[AccessD] using a saved SSIS with VB.Net

Gustav Brock Gustav at cactus.dk
Wed Apr 25 08:01:29 CDT 2007


Hi John

I'm not sure you may get much faster than about 1000 records/s with ADO.
Here's what I have tried:

Public Function AppendBatchADO(ByVal lngRows As Long)

' Inserts about 1000 records/s.

  Dim cnn     As ADODB.Connection
  Dim cmd     As ADODB.Command
  
  Dim lngRow  As Long
  Dim strSQL  As String
   
  Set cnn = New ADODB.Connection
  Set cmd = New ADODB.Command
  cnn.ConnectionString = "DSN=Test;DATABASE=TestDb;"

  cnn.Open , "SA", "password"
  cnn.CursorLocation = adUseServer

    For lngRow = 1 To lngRows
      strSQL = "Insert Into dbo.Sample Values ( " & _
        CStr(lngRow) & "," & _
        "'Name'," & _
        "'Address'," & _
        CStr(1) & ")"
      cmd.CommandText = strSQL
      cnn.Execute cmd.CommandText, , adCmdText + adExecuteNoRecords
    Next
  cnn.Close
  
  Set cmd = Nothing
  Set cnn = Nothing
  
End Function

The advantage would be, that you can handle whatever size of input file, read one line, convert it, and insert it. Done. Next line.
You could probably set up several instances to handle several files simultaneously.

/gustav

>>> jwcolby at colbyconsulting.com 25-04-2007 14:06 >>>
Gustav,

Yesterday afternoon I started looking at something similar.  

First I tried to just write a sql statement for each record and execute that
against SQL Server.  That runs about 300 records / second.  The advantage it
has is that is "one step", i.e. there is no "convert to csv" and then
"import to SQL Server".  ATM the "import to SQL Server requires manual work
on my part so this is truly automated from start to finish.  I unzip the
files to a directory, then my (Access/VBA) program picks up all the files
one by one and processes them, automatically.  Unfortunately processing 100
million records at 300 / second turns into 92.5 hours.  Fortunately it is
totally automatic, barring some outside influence such as disk full, power
loss, mangled file etc.

I then tried to write a DAO recordset to a temp table inside of Access.
Working directly with the recordset I AddNew / iterate the fields filling in
the data pulled from the flat file line, Update, do it again.  This creates
the temp table records at a rate of about 1000 per second but the MDB gets
HUGE, remember that the source files are often multi-gigabyte monstrosities.
Then appending the entire table to SQL Server just takes forever.

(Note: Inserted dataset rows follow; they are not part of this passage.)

use std::fmt;

use serde::{Deserialize, Serialize};

use crate::error::{QuoteError, QuoteResult};

/// A single quote. `text` is the identity key: two entries with the same text are the same quote.
#[derive(Clone, Debug, PartialEq, Eq, Hash, Serialize, Deserialize)]
pub struct Entry {
    pub text: String,
    pub category: String,
}

impl Entry {
    /// Builds an entry from user input, trimming both fields.
    pub fn parse(text: &str, category: &str) -> QuoteResult<Self> {
        let text = text.trim();
        let category = category.trim();
        if text.is_empty() {
            return Err(QuoteError::Validation("quote text is empty".to_string()));
        }
        if category.is_empty() {
            return Err(QuoteError::Validation("category is empty".to_string()));
        }
        Ok(Self {
            text: text.to_string(),
            category: category.to_string(),
        })
    }

    /// Schema check for one element of an import payload.
    pub fn from_json(value: &serde_json::Value) -> Result<Self, RejectReason> {
        let obj = value.as_object().ok_or(RejectReason::NotAnObject)?;
        let text = string_field(obj, "text")?;
        let category = string_field(obj, "category")?;
        Ok(Self {
            text: text.to_string(),
            category: category.to_string(),
        })
    }
}

fn string_field<'a>(
    obj: &'a serde_json::Map<String, serde_json::Value>,
    field: &'static str,
) -> Result<&'a str, RejectReason> {
    let value = obj.get(field).ok_or(RejectReason::Missing(field))?;
    let s = value.as_str().ok_or(RejectReason::NotAString(field))?;
    let s = s.trim();
    if s.is_empty() {
        return Err(RejectReason::Empty(field));
    }
    Ok(s)
}

/// Why an import element was dropped.
#[derive(Clone, Debug, PartialEq, Eq)]
pub enum RejectReason {
    NotAnObject,
    Missing(&'static str),
    NotAString(&'static str),
    Empty(&'static str),
}

impl fmt::Display for RejectReason {
    fn fmt(&self, f: &mut fmt::Formatter<'_>) -> fmt::Result {
        match self {
            RejectReason::NotAnObject => write!(f, "not an object"),
            RejectReason::Missing(field) => write!(f, "missing `{}`", field),
            RejectReason::NotAString(field) => write!(f, "`{}` is not a string", field),
            RejectReason::Empty(field) => write!(f, "`{}` is empty", field),
        }
    }
}

/// Same text on both sides of a merge with different categories.
#[derive(Clone, Debug, PartialEq, Eq, Serialize, Deserialize)]
#[serde(rename_all = "camelCase")]
pub struct Conflict {
    pub text: String,
    pub local_category: String,
    pub server_category: String,
}

/// Seed list used when nothing has been persisted yet.
pub fn default_entries() -> Vec<Entry> {
    [
        (
            "The only way to do great work is to love what you do.",
            "Inspiration",
        ),
        (
            "Life is what happens when you're busy making other plans.",
            "Life",
        ),
        (
            "In the middle of difficulty lies opportunity.",
            "Inspiration",
        ),
        (
            "The future belongs to those who believe in the beauty of their dreams.",
            "Dreams",
        ),
        ("Simplicity is the ultimate sophistication.", "Wisdom"),
        ("You miss 100% of the shots you don't take.", "Motivation"),
    ]
    .into_iter()
    .map(|(text, category)| Entry {
        text: text.to_string(),
        category: category.to_string(),
    })
    .collect()
}

#[cfg(test)]
#[path = "../tests/model/entry_tests.rs"]
mod tests;
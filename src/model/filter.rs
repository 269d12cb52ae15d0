use std::fmt;

use super::entry::Entry;

/// Sentinel filter value meaning "every category".
pub const ALL_CATEGORIES: &str = "all";

/// Active category filter. Not validated against the current entries; a category nobody uses
/// simply matches nothing.
#[derive(Clone, Debug, Default, PartialEq, Eq)]
pub enum CategoryFilter {
    #[default]
    All,
    Category(String),
}

impl CategoryFilter {
    pub fn parse(value: &str) -> Self {
        let value = value.trim();
        if value.is_empty() || value == ALL_CATEGORIES {
            CategoryFilter::All
        } else {
            CategoryFilter::Category(value.to_string())
        }
    }

    pub fn as_str(&self) -> &str {
        match self {
            CategoryFilter::All => ALL_CATEGORIES,
            CategoryFilter::Category(c) => c,
        }
    }

    pub fn matches(&self, entry: &Entry) -> bool {
        match self {
            CategoryFilter::All => true,
            CategoryFilter::Category(c) => entry.category == *c,
        }
    }
}

impl fmt::Display for CategoryFilter {
    fn fmt(&self, f: &mut fmt::Formatter<'_>) -> fmt::Result {
        f.write_str(self.as_str())
    }
}
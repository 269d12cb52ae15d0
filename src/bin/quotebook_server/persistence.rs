use std::fs;
use std::path::Path;

use quotebook::kv::write_atomic;

use super::*;

/// Loads the collection file; a missing file is an empty collection.
pub(super) fn load(path: &Path) -> Result<Vec<Entry>> {
    if !path.exists() {
        return Ok(Vec::new());
    }
    let bytes = fs::read(path).with_context(|| format!("read {}", path.display()))?;
    let quotes = serde_json::from_slice(&bytes)
        .with_context(|| format!("parse {}", path.display()))?;
    Ok(quotes)
}

pub(super) fn save(path: &Path, quotes: &[Entry]) -> Result<()> {
    let bytes = serde_json::to_vec_pretty(quotes).context("serialize collection")?;
    write_atomic(path, &bytes).with_context(|| format!("write {}", path.display()))
}
use std::path::PathBuf;

use anyhow::Result;
use clap::{Parser, Subcommand};

mod cli_exec;

#[derive(Parser)]
#[command(name = "quotebook")]
#[command(about = "Quote collection with category filters and remote sync", long_about = None)]
pub(crate) struct Cli {
    /// Directory holding (or to hold) `.quotebook`; defaults to the nearest one above the
    /// current directory
    #[arg(long, global = true)]
    dir: Option<PathBuf>,

    /// Override the configured remote collection URL
    #[arg(long, global = true, env = "QUOTEBOOK_REMOTE_URL")]
    remote_url: Option<String>,

    #[command(subcommand)]
    command: Commands,
}

#[derive(Subcommand)]
pub(crate) enum Commands {
    /// Initialize a quote collection (.quotebook)
    Init {
        /// Re-initialize if .quotebook already exists
        #[arg(long)]
        force: bool,
    },

    /// Add a quote
    Add {
        #[arg(long)]
        text: String,
        #[arg(long)]
        category: String,
    },

    /// Show a random quote from the active category
    Random,

    /// Show the last quote displayed by `random`
    Last,

    /// List quotes matching the active category
    List {
        /// Emit JSON
        #[arg(long)]
        json: bool,
    },

    /// List categories, "all" first, with the active filter starred
    Categories {
        /// Sort alphabetically instead of first-seen order
        #[arg(long)]
        sorted: bool,
    },

    /// Set the active category ("all" for every category)
    Filter { category: String },

    /// Reset the active category to "all"
    ClearFilter,

    /// Import quotes from a JSON file
    Import { file: PathBuf },

    /// Export all quotes as pretty-printed JSON
    Export {
        /// Write to this file instead of stdout
        #[arg(long)]
        out: Option<PathBuf>,
    },

    /// Configure or show the remote collection
    Remote {
        #[command(subcommand)]
        command: RemoteCommands,
    },

    /// Show store and sync status
    Status {
        /// Emit JSON
        #[arg(long)]
        json: bool,
    },

    /// Run one sync against the remote collection
    Sync,

    /// Sync periodically until interrupted
    Watch {
        /// Seconds between syncs (defaults to the configured interval)
        #[arg(long)]
        interval: Option<u64>,
    },
}

#[derive(Subcommand)]
pub(crate) enum RemoteCommands {
    /// Show the configured remote
    Show {
        #[arg(long)]
        json: bool,
    },
    /// Set the remote collection URL
    Set {
        #[arg(long)]
        url: String,
    },
    /// Remove the configured remote
    Clear,
}

#[tokio::main]
async fn main() {
    if let Err(err) = run().await {
        eprintln!("{:#}", err);
        std::process::exit(1);
    }
}

async fn run() -> Result<()> {
    let cli = Cli::parse();
    // `watch` is long-running; surface each sync attempt.
    let directive = match cli.command {
        Commands::Watch { .. } => "info",
        _ => "warn",
    };
    quotebook::logging::init(directive);
    cli_exec::handle_command(cli).await
}
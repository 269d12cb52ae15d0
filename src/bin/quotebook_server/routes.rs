//! HTTP routes for the collection server.

use super::*;

pub(super) fn router(state: Arc<AppState>) -> Router {
    Router::new()
        .route("/healthz", get(healthz))
        .route("/quotes", get(list_quotes).post(replace_quotes))
        .with_state(state)
}

async fn healthz() -> &'static str {
    "ok"
}

async fn list_quotes(State(state): State<Arc<AppState>>) -> Json<Vec<Entry>> {
    Json(state.quotes.read().await.clone())
}

/// Replaces the whole collection. Every element must be a valid quote.
async fn replace_quotes(
    State(state): State<Arc<AppState>>,
    Json(payload): Json<serde_json::Value>,
) -> Response {
    let Some(items) = payload.as_array() else {
        return bad_request("expected a JSON array of quotes");
    };
    let mut quotes = Vec::with_capacity(items.len());
    for (idx, item) in items.iter().enumerate() {
        match Entry::from_json(item) {
            Ok(entry) => quotes.push(entry),
            Err(reason) => return bad_request(format!("element {}: {}", idx, reason)),
        }
    }

    let mut current = state.quotes.write().await;
    if let Some(path) = &state.data_file
        && let Err(err) = persistence::save(path, &quotes)
    {
        return internal_error(err);
    }
    *current = quotes;
    let stored = current.len();
    info!(stored, "collection replaced");
    Json(PushResponse { stored }).into_response()
}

So essentially I tried your suggestion:

>  Insert Into <table> Values ( <value1>, <value2>, .. <valueN> )

And it does work, it is automatic and it is painfully slow.  OTOH, I just
used a Dao database object and used db.execute to send the data to sql
server.

Do you think it would be faster using the ADO method?

I am now timing having a dao.db.execute append an entire linked CSV file
into SQL Server.

In the end, I think that I can go with any of these methods as long as it
does not require manual intervention.  I already have CSVs generated for the
majority of these flat files.  I can do the rest and then just use Access /
VBA to bang the CSV files in to SQL Server.  If it takes four days well...
It will be done by Monday.

I really want to switch to VB.Net for all of this bit twiddling.  I think I
will use VB.Net to do the part where I pull the name / address stuff back
out to CSVs for feeding to Accuzip.

John W. Colby
Colby Consulting
www.ColbyConsulting.com 

-----Original Message-----
From: accessd-bounces at databaseadvisors.com 
[mailto:accessd-bounces at databaseadvisors.com] On Behalf Of Gustav Brock
Sent: Tuesday, April 24, 2007 6:24 PM
To: accessd at databaseadvisors.com 
Subject: Re: [AccessD] using a saved SSIS with VB.Net

Hi John

Your observations about the flow are probably true.

If we for a moment return to your reading and converting of these huge files
in Access, instead of rewriting these to csv files for later import into SQL
Server, why not collect the finished records to batches of:

  Insert Into <table> Values ( <value1>, <value2>, .. <valueN> )

with, say, 100 or 1000 lines and feed these directly to SQL Server?
This can be easily done with ADO and a Connection object and a Command
object where you use the Connection.Execute method to load the batch of
records directly into SQL Server. For you it should be a simple matter to
modify your Access app, which you already have build, to perform the task.